I was raped my by then-girlfriend 7 years ago - I didn't realize it was a rape until half a year later, it was dark times but was able to manage it with a good psychologist, I'm basically now at a stage where it very very rarely affects me emotionally, I've fully accepted it and am beyond it in terms of grieving and processing. Now, since it happened, I always felt very sensitive to the word "rape". Whenever it was uttered, I was reminded of this unjust thing happening to me, so I started to fear the word. I spoke with my therapist about this and he said that this is my body protecting me, essentially a nice thing of it, although the effect is uncomfortable - I become dissociative, not too much, it's not very noticeable from the outside, but it's quite exhausting within, I feel stressed, cannot concentrate as well, self-confidence decreases, etc. It is difficult to describe. I'm sure you can somehow relate - it feels that just some of my body functions don't work anymore. But in general it was okay - the word doesn't come up very often in everyday life.
I was living my life, studying, when 4 years ago I took a psychedelic drug on a festival. I had a bad trip, thought I was going crazy for a long time, it was a horrible experience for a couple of weeks, where I rarely slept. What happened afterwards is that also the drug's name (2-CB), together with the words LSD or Acid (although I didn't take that then - only when I was younger, but that was without any problems. It is because I associate the effects with each other, as they work in a similar way), started to have the same effect on me as the word rape! It took me quite a while to figure this out, as back then I didn't make the connection, and ultimately the realisation, that I wasn't going crazy because of the drug, but that my body simply copied it's defense mechanisms from my traumatic experience to this other experience, which was also quite bad (obviously not as horrible, but my body seemed to apply the method, just to be sure, so to speak).

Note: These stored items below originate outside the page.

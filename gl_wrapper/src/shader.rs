//! Programs with a uniform-setting interface, optionally reloaded from disk.
use cgmath::{Matrix4, Vector3};
use std::path::{Path, PathBuf};
use std::time::SystemTime;
use thiserror::Error;

use crate::program::{Program, ProgramBuilder, ProgramError};

#[derive(Debug, Error)]
pub enum ShaderError {
    #[error(transparent)]
    Program(#[from] ProgramError),
    #[error("cannot read metadata of {0:?}: {1}")]
    Metadata(PathBuf, #[source] std::io::Error),
}

pub trait Shader {
    /// Rebuilds the program if its sources changed. Returns whether a reload happened.
    fn check_for_changes(&mut self) -> Result<bool, ShaderError>;

    fn program(&self) -> &Program;

    fn use_shader(&self) {
        self.program().use_program();
    }

    fn set_bool(&self, name: &str, value: bool) {
        self.program().set_bool(name, value);
    }

    fn set_int(&self, name: &str, value: i32) {
        self.program().set_int(name, value);
    }

    fn set_float(&self, name: &str, value: f32) {
        self.program().set_float(name, value);
    }

    fn set_vec3(&self, name: &str, value: Vector3<f32>) {
        self.program().set_vec3(name, value);
    }

    fn set_matrix4(&self, name: &str, value: Matrix4<f32>) {
        self.program().set_matrix4(name, value);
    }
}

/// A file path with the last modification time seen for it.
#[derive(Debug, Clone)]
pub struct WatchedFile {
    path: PathBuf,
    modified: SystemTime,
}

impl WatchedFile {
    pub fn new<P: AsRef<Path>>(path: P) -> Result<Self, ShaderError> {
        let path = path.as_ref().to_path_buf();
        let modified = modified_time(&path)?;

        Ok(Self { path, modified })
    }

    pub fn path(&self) -> &Path {
        &self.path
    }

    /// Returns the new modification time if it differs from the recorded one, without recording it.
    pub fn changed(&self) -> Result<Option<SystemTime>, ShaderError> {
        let modified = modified_time(&self.path)?;

        Ok((modified != self.modified).then_some(modified))
    }

    pub fn commit(&mut self, modified: SystemTime) {
        self.modified = modified;
    }

    /// Returns true if the modification time differs from the recorded one, and records it.
    pub fn poll(&mut self) -> Result<bool, ShaderError> {
        match self.changed()? {
            Some(modified) => {
                self.commit(modified);
                Ok(true)
            }
            None => Ok(false),
        }
    }
}

#[derive(Debug, Clone, Copy, Default, PartialEq, Eq)]
pub struct SourceChanges {
    pub vert: bool,
    pub frag: bool,
}

impl SourceChanges {
    pub fn any(&self) -> bool {
        self.vert || self.frag
    }
}

/// The vertex and fragment files of one program, polled together.
#[derive(Debug, Clone)]
pub struct ShaderSources {
    vert: WatchedFile,
    frag: WatchedFile,
}

impl ShaderSources {
    pub fn new<P: AsRef<Path>>(vert_path: P, frag_path: P) -> Result<Self, ShaderError> {
        Ok(Self {
            vert: WatchedFile::new(vert_path)?,
            frag: WatchedFile::new(frag_path)?,
        })
    }

    pub fn vert_path(&self) -> &Path {
        self.vert.path()
    }

    pub fn frag_path(&self) -> &Path {
        self.frag.path()
    }

    /// Stats both files, then records both times. A failed stat records nothing.
    pub fn poll(&mut self) -> Result<SourceChanges, ShaderError> {
        let vert = self.vert.changed()?;
        let frag = self.frag.changed()?;

        if let Some(modified) = vert {
            self.vert.commit(modified);
        }
        if let Some(modified) = frag {
            self.frag.commit(modified);
        }

        Ok(SourceChanges {
            vert: vert.is_some(),
            frag: frag.is_some(),
        })
    }
}

fn modified_time(path: &Path) -> Result<SystemTime, ShaderError> {
    std::fs::metadata(path)
        .and_then(|m| m.modified())
        .map_err(|e| ShaderError::Metadata(path.to_path_buf(), e))
}

/// Shader loaded from a vertex and a fragment file, rebuilt when either changes.
pub struct FileShader {
    program: Program,
    sources: ShaderSources,
}

impl FileShader {
    pub fn new<P: AsRef<Path>>(vert_path: P, frag_path: P) -> Result<Self, ShaderError> {
        let sources = ShaderSources::new(vert_path, frag_path)?;
        let program =
            ProgramBuilder::from_paths(sources.vert_path(), sources.frag_path())?.build()?;

        Ok(Self { program, sources })
    }
}

impl Shader for FileShader {
    fn check_for_changes(&mut self) -> Result<bool, ShaderError> {
        let changes = self.sources.poll()?;

        if !changes.any() {
            return Ok(false);
        }

        if changes.vert {
            log::info!("vertex shader modified: {}", self.sources.vert_path().display());
        }
        if changes.frag {
            log::info!("fragment shader modified: {}", self.sources.frag_path().display());
        }

        // on failure the previous program stays in use
        let program =
            ProgramBuilder::from_paths(self.sources.vert_path(), self.sources.frag_path())?
                .build()?;
        self.program = program;

        Ok(true)
    }

    fn program(&self) -> &Program {
        &self.program
    }
}

/// Shader built from sources compiled into the binary.
pub struct EmbeddedShader {
    program: Program,
}

impl EmbeddedShader {
    pub fn new(vert_src: &str, frag_src: &str) -> Result<Self, ShaderError> {
        let program = ProgramBuilder::new(vert_src, frag_src).build()?;

        Ok(Self { program })
    }
}

impl Shader for EmbeddedShader {
    fn check_for_changes(&mut self) -> Result<bool, ShaderError> {
        Ok(false)
    }

    fn program(&self) -> &Program {
        &self.program
    }
}

#[cfg(test)]
mod tests {
    use super::*;
    use std::fs::File;
    use std::io::Write;
    use std::time::Duration;

    fn touch(path: &Path, time: SystemTime) {
        let file = File::options().write(true).open(path).unwrap();
        file.set_modified(time).unwrap();
    }

    #[test]
    fn unchanged_file_is_not_reported() {
        let dir = tempfile::tempdir().unwrap();
        let path = dir.path().join("basic.vert");
        File::create(&path).unwrap().write_all(b"void main() {}").unwrap();

        let mut watched = WatchedFile::new(&path).unwrap();

        assert!(!watched.poll().unwrap());
        assert!(!watched.poll().unwrap());
    }

    #[test]
    fn modification_is_reported_once() {
        let dir = tempfile::tempdir().unwrap();
        let path = dir.path().join("basic.frag");
        File::create(&path).unwrap().write_all(b"void main() {}").unwrap();
        touch(&path, SystemTime::UNIX_EPOCH + Duration::from_secs(1_000));

        let mut watched = WatchedFile::new(&path).unwrap();
        touch(&path, SystemTime::UNIX_EPOCH + Duration::from_secs(2_000));

        assert!(watched.poll().unwrap());
        assert!(!watched.poll().unwrap());
    }

    #[test]
    fn older_time_counts_as_change() {
        let dir = tempfile::tempdir().unwrap();
        let path = dir.path().join("basic.frag");
        File::create(&path).unwrap();
        touch(&path, SystemTime::UNIX_EPOCH + Duration::from_secs(5_000));

        let mut watched = WatchedFile::new(&path).unwrap();
        touch(&path, SystemTime::UNIX_EPOCH + Duration::from_secs(4_000));

        assert!(watched.poll().unwrap());
    }

    #[test]
    fn missing_file() {
        let dir = tempfile::tempdir().unwrap();
        let path = dir.path().join("gone.vert");

        assert!(matches!(
            WatchedFile::new(&path),
            Err(ShaderError::Metadata(p, _)) if p == path
        ));
    }

    #[test]
    fn deleted_file_errors_on_poll() {
        let dir = tempfile::tempdir().unwrap();
        let path = dir.path().join("basic.vert");
        File::create(&path).unwrap();

        let mut watched = WatchedFile::new(&path).unwrap();
        std::fs::remove_file(&path).unwrap();

        assert!(watched.poll().is_err());
    }

    fn write_pair(dir: &Path) -> (PathBuf, PathBuf) {
        let vert = dir.join("basic.vert");
        let frag = dir.join("basic.frag");
        File::create(&vert).unwrap().write_all(b"void main() {}").unwrap();
        File::create(&frag).unwrap().write_all(b"void main() {}").unwrap();
        touch(&vert, SystemTime::UNIX_EPOCH + Duration::from_secs(1_000));
        touch(&frag, SystemTime::UNIX_EPOCH + Duration::from_secs(1_000));

        (vert, frag)
    }

    #[test]
    fn changed_does_not_record() {
        let dir = tempfile::tempdir().unwrap();
        let (vert, _) = write_pair(dir.path());

        let mut watched = WatchedFile::new(&vert).unwrap();
        let later = SystemTime::UNIX_EPOCH + Duration::from_secs(2_000);
        touch(&vert, later);

        assert_eq!(watched.changed().unwrap(), Some(later));
        assert_eq!(watched.changed().unwrap(), Some(later));

        watched.commit(later);
        assert_eq!(watched.changed().unwrap(), None);
    }

    #[test]
    fn sources_report_each_file() {
        let dir = tempfile::tempdir().unwrap();
        let (vert, frag) = write_pair(dir.path());

        let mut sources = ShaderSources::new(&vert, &frag).unwrap();
        assert!(!sources.poll().unwrap().any());

        touch(&frag, SystemTime::UNIX_EPOCH + Duration::from_secs(2_000));
        assert_eq!(
            sources.poll().unwrap(),
            SourceChanges {
                vert: false,
                frag: true
            }
        );
        assert!(!sources.poll().unwrap().any());
    }

    #[test]
    fn vert_change_survives_failed_frag_stat() {
        let dir = tempfile::tempdir().unwrap();
        let (vert, frag) = write_pair(dir.path());

        let mut sources = ShaderSources::new(&vert, &frag).unwrap();

        touch(&vert, SystemTime::UNIX_EPOCH + Duration::from_secs(2_000));
        std::fs::remove_file(&frag).unwrap();

        assert!(matches!(
            sources.poll(),
            Err(ShaderError::Metadata(p, _)) if p == frag
        ));

        File::create(&frag).unwrap();
        touch(&frag, SystemTime::UNIX_EPOCH + Duration::from_secs(1_000));

        assert_eq!(
            sources.poll().unwrap(),
            SourceChanges {
                vert: true,
                frag: false
            }
        );
    }
}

This was rather annoying, as now my triggers got multiplied. Hearing the words was bad, saying them myself was even worse.
So I asked my psychologist, why is it that it's only the words that trigger me? Why specific words? If I talk about "sexual abuse", or "psychedelic drugs", nothing happens, so why is it that when these exact words are uttered, my body starts to do this? He told me that my subconsciousness can't differentiate as my rational mind can - it decides "for me" what it finds triggering. This was in the beginning of 2020, right at the start of the pandemic. I was probably already slightly fragile, and this information really worried me, scared me. I had this image of an uncontrollable force inside me, something that had power over me, leaving me impotent to these expositions. So, what happened is that this same word-mechanism applied to the word "subconscious", "subconciousness" as well....But it didn't stop there, it even started with just the presyllable "sub".
And this is where I am right now. I get triggered every single time someone says "subjective", "subtle", "subpar", "subtitles" etc. My brain made kind of it's own rules regarding how bad these words are. Rape by now isn't the worst word for example, acid is the strongest - I don't quite know why. Reading them is no problem, writing them by now is also okay (it used to be not), hearing over zoom is bad but in real life it's worse etc. - a whole system of rating these triggers by intensity. Of course it also depends on the day, sometimes it's better, sometimes worse.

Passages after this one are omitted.